The nuclear mitotic apparatus protein (NuMA) is mainly distributed inside the nucleus during interphase. During mitosis, NuMA functions in focusing microtubules toward the mitotic spindle poles and bundling spindle microtubules to centrosomes. NuMA is a 237-kDa protein with the discontinuous coiled-coil spacer between N- and C-terminal globular domains that can form parallel coiled-coil dimers ≈200 nm in length.[1] We previously reported that NuMA interacted with RNA export factor 1 (Rae1) during mitosis[2] and this interaction is important for spindle bi-polarity formation.[3, 4] On the other hand, the role of NuMA in interphase cells is understood to a lesser extent. Here, we first examined whether transient overexpressed NuMA altered cell cycle progression. Human NuMA (full-length) tagged with GFP at the N-terminus was expressed in HeLa cells (Supplementary Figure 1a left panel). We next determined whether cell cycle progression would be altered by NuMA overexpression by FACS analysis, we found that overexpressed NuMA led to the slight reduction in apoptotic cells fraction (indicated as *) from 8.6% to 5.3% (n=3 sets of independent experiments; Supplementary Figure 1a right panel).

Interestingly, we and others found that nuclear pore proteins (Tpr5 and Nup986) associated with tumour suppressor p53, causing growth arrest, apoptosis and autophagy, through the regulation of a different set of target genes.[5, 6] p53 is the most commonly mutated gene in human cancer and is frequently referred to as the ‘guardian of the genome'. In response to genomic stresses, p53 and p21 drive cell cycle arrest giving more time for genomic damage to be repaired before cell division or moves to apoptosis eliminating irreparably damaged cells.[7] As Rae1 is also associated with Nup98, it led us to surmise the potential regulatory mechanism between NuMA and p53.

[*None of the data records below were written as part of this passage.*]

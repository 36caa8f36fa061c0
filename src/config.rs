//! Configuration for pyramid builds.
//!
//! Every knob is serializable so a build can be described in JSON (or TOML
//! with the `toml` feature) and reproduced later.
use crate::error::{GeoLodError, Result};
use serde::{Deserialize, Serialize};

/// Maximum geohash length the `geohash` crate can decode.
pub const MAX_GEOHASH_LEN: usize = 12;

/// How an identifier's `country + geohash` is split into tree segments.
///
/// With the defaults, `IRLezjmd` becomes `IRL / ezj / m / d`.
#[derive(Debug, Clone, Copy, PartialEq, Eq, Serialize, Deserialize)]
#[serde(deny_unknown_fields)]
pub struct SegmentLayout {
    #[serde(default = "SegmentLayout::default_country_width")]
    pub country_width: usize,

    /// Width of the first geohash segment directly below a country.
    #[serde(default = "SegmentLayout::default_first_geohash_width")]
    pub first_geohash_width: usize,

    /// Geohash characters beyond this length are not split into further levels.
    #[serde(default = "SegmentLayout::default_max_geohash_len")]
    pub max_geohash_len: usize,
}

impl SegmentLayout {
    const fn default_country_width() -> usize {
        3
    }

    const fn default_first_geohash_width() -> usize {
        3
    }

    const fn default_max_geohash_len() -> usize {
        MAX_GEOHASH_LEN
    }

    /// Number of geohash characters encoded by a node at `depth`
    /// (root = 0, country = 1).
    pub fn geohash_len_at_depth(&self, depth: usize) -> usize {
        match depth {
            0 | 1 => 0,
            d => self.first_geohash_width + (d - 2),
        }
    }

    /// Depth at which a node encodes exactly `geohash_len` characters, if any.
    pub fn depth_for_geohash_len(&self, geohash_len: usize) -> Option<usize> {
        if geohash_len < self.first_geohash_width || geohash_len > self.max_geohash_len {
            return None;
        }
        Some(2 + geohash_len - self.first_geohash_width)
    }

    pub fn validate(&self) -> std::result::Result<(), String> {
        if self.country_width == 0 {
            return Err("Country code width must be greater than zero".to_string());
        }
        if self.first_geohash_width == 0 {
            return Err("First geohash segment width must be greater than zero".to_string());
        }
        if self.max_geohash_len > MAX_GEOHASH_LEN {
            return Err(format!(
                "Maximum geohash length must be at most {}",
                MAX_GEOHASH_LEN
            ));
        }
        if self.max_geohash_len < self.first_geohash_width {
            return Err(
                "Maximum geohash length must not be shorter than the first segment".to_string(),
            );
        }
        Ok(())
    }
}

impl Default for SegmentLayout {
    fn default() -> Self {
        Self {
            country_width: Self::default_country_width(),
            first_geohash_width: Self::default_first_geohash_width(),
            max_geohash_len: Self::default_max_geohash_len(),
        }
    }
}

/// Level-of-detail pixel range gating when a viewer fetches a linked region.
///
/// `max_pixels == -1` means unbounded, as in KML's `<Lod>`.
#[derive(Debug, Clone, Copy, PartialEq, Eq, Serialize, Deserialize)]
pub struct LodRange {
    pub min_pixels: i32,
    pub max_pixels: i32,
}

impl LodRange {
    pub const fn new(min_pixels: i32, max_pixels: i32) -> Self {
        Self {
            min_pixels,
            max_pixels,
        }
    }

    pub fn is_unbounded(&self) -> bool {
        self.max_pixels < 0
    }
}

impl Default for LodRange {
    fn default() -> Self {
        Self::new(128, -1)
    }
}

/// What to do when a node's document already exists from an earlier run.
#[derive(Debug, Clone, Copy, PartialEq, Eq, Serialize, Deserialize, Default)]
#[serde(rename_all = "snake_case")]
pub enum RebuildPolicy {
    /// Regenerate every document.
    Always,
    /// Skip a document only when its embedded aggregate count and link
    /// count match the current tree.
    #[default]
    SkipClean,
    /// Skip any existing document. Ancestors of newly added points keep
    /// stale content under this policy.
    SkipExisting,
}

/// Build configuration
///
/// # Example
///
/// ```rust
/// use geolod::Config;
///
/// let json = r#"{
///     "coverage_resolution": 4,
///     "density_scale": 250.0,
///     "rebuild_policy": "always"
/// }"#;
/// let config = Config::from_json(json).unwrap();
/// assert_eq!(config.coverage_resolution, 4);
/// ```
#[derive(Debug, Clone, PartialEq, Serialize, Deserialize)]
pub struct Config {
    #[serde(default)]
    pub layout: SegmentLayout,

    /// Geohash length of the cells unioned into each country's coverage.
    #[serde(default = "Config::default_coverage_resolution")]
    pub coverage_resolution: usize,

    /// Skip union for cells already inside the running coverage.
    #[serde(default = "Config::default_prune_covered_cells")]
    pub prune_covered_cells: bool,

    /// Extrusion height per point in a region's outline.
    #[serde(default = "Config::default_density_scale")]
    pub density_scale: f64,

    #[serde(default)]
    pub lod: LodRange,

    #[serde(default)]
    pub rebuild_policy: RebuildPolicy,

    /// File name of the document stored at every node.
    #[serde(default = "Config::default_document_name")]
    pub document_name: String,

    /// File name of the per-node aggregate counter.
    #[serde(default = "Config::default_counter_name")]
    pub counter_name: String,
}

impl Config {
    const fn default_coverage_resolution() -> usize {
        3
    }

    const fn default_prune_covered_cells() -> bool {
        true
    }

    const fn default_density_scale() -> f64 {
        500.0
    }

    fn default_document_name() -> String {
        "index.kml".to_string()
    }

    fn default_counter_name() -> String {
        ".count".to_string()
    }

    pub fn with_layout(mut self, layout: SegmentLayout) -> Self {
        self.layout = layout;
        self
    }

    pub fn with_coverage_resolution(mut self, resolution: usize) -> Self {
        self.coverage_resolution = resolution;
        self
    }

    pub fn with_pruning(mut self, prune: bool) -> Self {
        self.prune_covered_cells = prune;
        self
    }

    pub fn with_density_scale(mut self, scale: f64) -> Self {
        self.density_scale = scale;
        self
    }

    pub fn with_lod(mut self, lod: LodRange) -> Self {
        self.lod = lod;
        self
    }

    pub fn with_rebuild_policy(mut self, policy: RebuildPolicy) -> Self {
        self.rebuild_policy = policy;
        self
    }

    /// Tree depth of the nodes that feed coverage accumulation.
    pub fn coverage_depth(&self) -> Option<usize> {
        self.layout.depth_for_geohash_len(self.coverage_resolution)
    }

    /// Validate configuration values
    pub fn validate(&self) -> Result<()> {
        self.layout.validate().map_err(GeoLodError::InvalidConfig)?;

        if self.coverage_depth().is_none() {
            return Err(GeoLodError::InvalidConfig(format!(
                "Coverage resolution {} is not a tree level (must be between {} and {})",
                self.coverage_resolution,
                self.layout.first_geohash_width,
                self.layout.max_geohash_len
            )));
        }

        if !self.density_scale.is_finite() || self.density_scale < 0.0 {
            return Err(GeoLodError::InvalidConfig(
                "Density scale must be finite and non-negative".to_string(),
            ));
        }

        if self.lod.min_pixels < 0
            || (!self.lod.is_unbounded() && self.lod.max_pixels < self.lod.min_pixels)
        {
            return Err(GeoLodError::InvalidConfig(format!(
                "Invalid LOD range [{}, {}]",
                self.lod.min_pixels, self.lod.max_pixels
            )));
        }

        for (what, name) in [
            ("Document", &self.document_name),
            ("Counter", &self.counter_name),
        ] {
            if name.is_empty() || name.contains('/') || name.contains('\\') {
                return Err(GeoLodError::InvalidConfig(format!(
                    "{} name '{}' must be a plain file name",
                    what, name
                )));
            }
        }
        if self.document_name == self.counter_name {
            return Err(GeoLodError::InvalidConfig(
                "Document and counter names must differ".to_string(),
            ));
        }

        Ok(())
    }

    /// Load configuration from JSON string
    pub fn from_json(json: &str) -> Result<Self> {
        let config: Config = serde_json::from_str(json)?;
        config.validate()?;
        Ok(config)
    }

    /// Save configuration as JSON string
    pub fn to_json(&self) -> Result<String> {
        Ok(serde_json::to_string_pretty(self)?)
    }

    /// Load configuration from TOML string (requires toml feature)
    #[cfg(feature = "toml")]
    pub fn from_toml(toml_str: &str) -> Result<Self> {
        let config: Config =
            toml::from_str(toml_str).map_err(|e| GeoLodError::Serialization(e.to_string()))?;
        config.validate()?;
        Ok(config)
    }

    /// Save configuration as TOML string (requires toml feature)
    #[cfg(feature = "toml")]
    pub fn to_toml(&self) -> Result<String> {
        toml::to_string_pretty(self).map_err(|e| GeoLodError::Serialization(e.to_string()))
    }
}

impl Default for Config {
    fn default() -> Self {
        Self {
            layout: SegmentLayout::default(),
            coverage_resolution: Self::default_coverage_resolution(),
            prune_covered_cells: Self::default_prune_covered_cells(),
            density_scale: Self::default_density_scale(),
            lod: LodRange::default(),
            rebuild_policy: RebuildPolicy::default(),
            document_name: Self::default_document_name(),
            counter_name: Self::default_counter_name(),
        }
    }
}

#[cfg(test)]
mod tests {
    use super::*;

    #[test]
    fn test_default_config_is_valid() {
        let config = Config::default();
        assert!(config.validate().is_ok());
        assert_eq!(config.coverage_depth(), Some(2));
    }

    #[test]
    fn test_layout_depths() {
        let layout = SegmentLayout::default();
        assert_eq!(layout.geohash_len_at_depth(0), 0);
        assert_eq!(layout.geohash_len_at_depth(1), 0);
        assert_eq!(layout.geohash_len_at_depth(2), 3);
        assert_eq!(layout.geohash_len_at_depth(4), 5);
        assert_eq!(layout.depth_for_geohash_len(5), Some(4));
        assert_eq!(layout.depth_for_geohash_len(2), None);
        assert_eq!(layout.depth_for_geohash_len(13), None);
    }

    #[test]
    fn test_unreachable_coverage_resolution_rejected() {
        let config = Config::default().with_coverage_resolution(2);
        assert!(matches!(
            config.validate(),
            Err(GeoLodError::InvalidConfig(_))
        ));
    }

    #[test]
    fn test_json_roundtrip_with_defaults() {
        let config = Config::from_json(r#"{"rebuild_policy": "skip_existing"}"#).unwrap();
        assert_eq!(config.rebuild_policy, RebuildPolicy::SkipExisting);
        assert_eq!(config.document_name, "index.kml");

        let json = config.to_json().unwrap();
        let back = Config::from_json(&json).unwrap();
        assert_eq!(back, config);
    }

    #[test]
    fn test_invalid_lod_rejected() {
        let config = Config::default().with_lod(LodRange::new(256, 64));
        assert!(config.validate().is_err());
        let config = Config::default().with_lod(LodRange::new(64, -1));
        assert!(config.validate().is_ok());
    }

    #[test]
    fn test_bad_file_names_rejected() {
        let mut config = Config::default();
        config.counter_name = "index.kml".to_string();
        assert!(config.validate().is_err());

        let mut config = Config::default();
        config.document_name = "a/b.kml".to_string();
        assert!(config.validate().is_err());
    }

    #[cfg(feature = "toml")]
    #[test]
    fn test_toml_roundtrip() {
        let config = Config::default().with_density_scale(10.0);
        let text = config.to_toml().unwrap();
        assert_eq!(Config::from_toml(&text).unwrap(), config);
    }
}
//! Bottom-up point counts with a persisted per-node cache.
//!
//! A node's aggregate is its own direct count plus the cached aggregates of
//! its children, read back from storage. Each aggregate is persisted as
//! soon as it is computed, so the post-order walk guarantees every child
//! counter exists before its parent reads it. A child whose counter is
//! missing (a partial tree from an interrupted batch) counts as zero.

use crate::error::Result;
use crate::index::SpatialBucketIndex;
use crate::storage::StorageBackend;
use crate::types::{BucketNode, NodePath};
use crate::walker::TreeWalker;
use std::collections::BTreeMap;

/// Aggregate counts of one pass, keyed by node path.
#[derive(Debug, Clone, Default, PartialEq, Eq)]
pub struct AggregateCounts {
    counts: BTreeMap<NodePath, u64>,
}

impl AggregateCounts {
    /// Aggregate of a node, zero for nodes the pass never saw.
    pub fn get(&self, path: &NodePath) -> u64 {
        self.counts.get(path).copied().unwrap_or(0)
    }

    pub fn total(&self) -> u64 {
        self.get(&NodePath::root())
    }

    pub fn iter(&self) -> impl Iterator<Item = (&NodePath, u64)> {
        self.counts.iter().map(|(path, count)| (path, *count))
    }

    pub fn len(&self) -> usize {
        self.counts.len()
    }

    pub fn is_empty(&self) -> bool {
        self.counts.is_empty()
    }
}

#[derive(Debug, Clone, Default, PartialEq, Eq)]
pub struct AggregationReport {
    pub nodes_visited: usize,
    /// Child counters that were absent and counted as zero.
    pub missing_counters: usize,
}

/// Computes and persists descendant point counts.
pub struct AggregationPass<'a> {
    index: &'a SpatialBucketIndex,
}

impl<'a> AggregationPass<'a> {
    pub fn new(index: &'a SpatialBucketIndex) -> Self {
        Self { index }
    }

    /// Visit every node once, children before parents.
    pub fn run<B: StorageBackend + ?Sized>(
        &self,
        backend: &mut B,
    ) -> Result<(AggregateCounts, AggregationReport)> {
        let mut counts = AggregateCounts::default();
        let mut report = AggregationReport::default();

        for node in TreeWalker::new(self.index).post_order() {
            let (count, missing) = self.aggregate(node, backend)?;
            counts.counts.insert(node.path().clone(), count);
            report.nodes_visited += 1;
            report.missing_counters += missing;
        }

        log::info!(
            "Aggregated {} nodes, {} points in total",
            report.nodes_visited,
            counts.total()
        );
        Ok((counts, report))
    }

    /// Recompute and persist one node from its children's cached counters.
    pub fn aggregate_node<B: StorageBackend + ?Sized>(
        &self,
        path: &NodePath,
        backend: &mut B,
    ) -> Result<u64> {
        match self.index.get(path) {
            Some(node) => Ok(self.aggregate(node, backend)?.0),
            None => Ok(0),
        }
    }

    fn aggregate<B: StorageBackend + ?Sized>(
        &self,
        node: &BucketNode,
        backend: &mut B,
    ) -> Result<(u64, usize)> {
        let mut count = node.direct_count();
        let mut missing = 0;

        for child in node.child_paths() {
            match backend.read_counter(&child)? {
                Some(cached) => count += cached,
                None => {
                    log::debug!("No cached count for {}, treating as zero", child);
                    missing += 1;
                }
            }
        }

        backend.write_counter(node.path(), count)?;
        Ok((count, missing))
    }
}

To further address this possibility, we tested the mRNA and protein expression of several p53-target genes by quantitative RT-PCR (qPCR), immunoblotting and confocal microscopy. In those transfecting with GFP-NuMA in HeLa cells, we found upregulation of p53 mRNA (Supplementary Figure 1b upper panel). Besides, we observed the enhanced mRNA expression of p53 downstream genes p21 (cell arrest) and PUMA (apoptosis) but not DRAM (autophagy) in triplicate experiments (Supplementary Figure 1b upper panel). Consistently with qPCR data, we found ectopic overexpressed GFP-NuMA markedly increased of p53 and p21 protein expression, while only faint signals in GFP-vector alone control cells via confocal microscopy (Supplementary Figure 1c) and immunoblotting experiments (Supplementary Figure 1b lower panel). Our results reveal for the first time that ectopic expression of NuMA can manipulate endogenous p53 and p21 transcriptional expression during interphase. In this regard, it will be particularly interesting to examine the detail mechanism in apoptosis via the upregulation of NuMA–p53 interaction in near future.

During this study, a report came online also showing NuMA is required for the selective induction of p53-target genes, including p21.[8] Consistent with their findings, our preliminary data also find that NuMA siRNA did not alter the nuclear morphology, gross chromatin structure, though we cannot exclude the possibility that NuMA partial depletion might change the microenvironments of nuclear compartments or our current NuMA depletion protocol might be insufficient to discover the visible changes of nuclear morphologies (data not shown). More importantly, forthcoming studies should be designated to elucidate the detailed mechanisms of how NuMA regulated p53 in mammalian cell cycle, as neither NuMA nor p53 have been identified in yeast.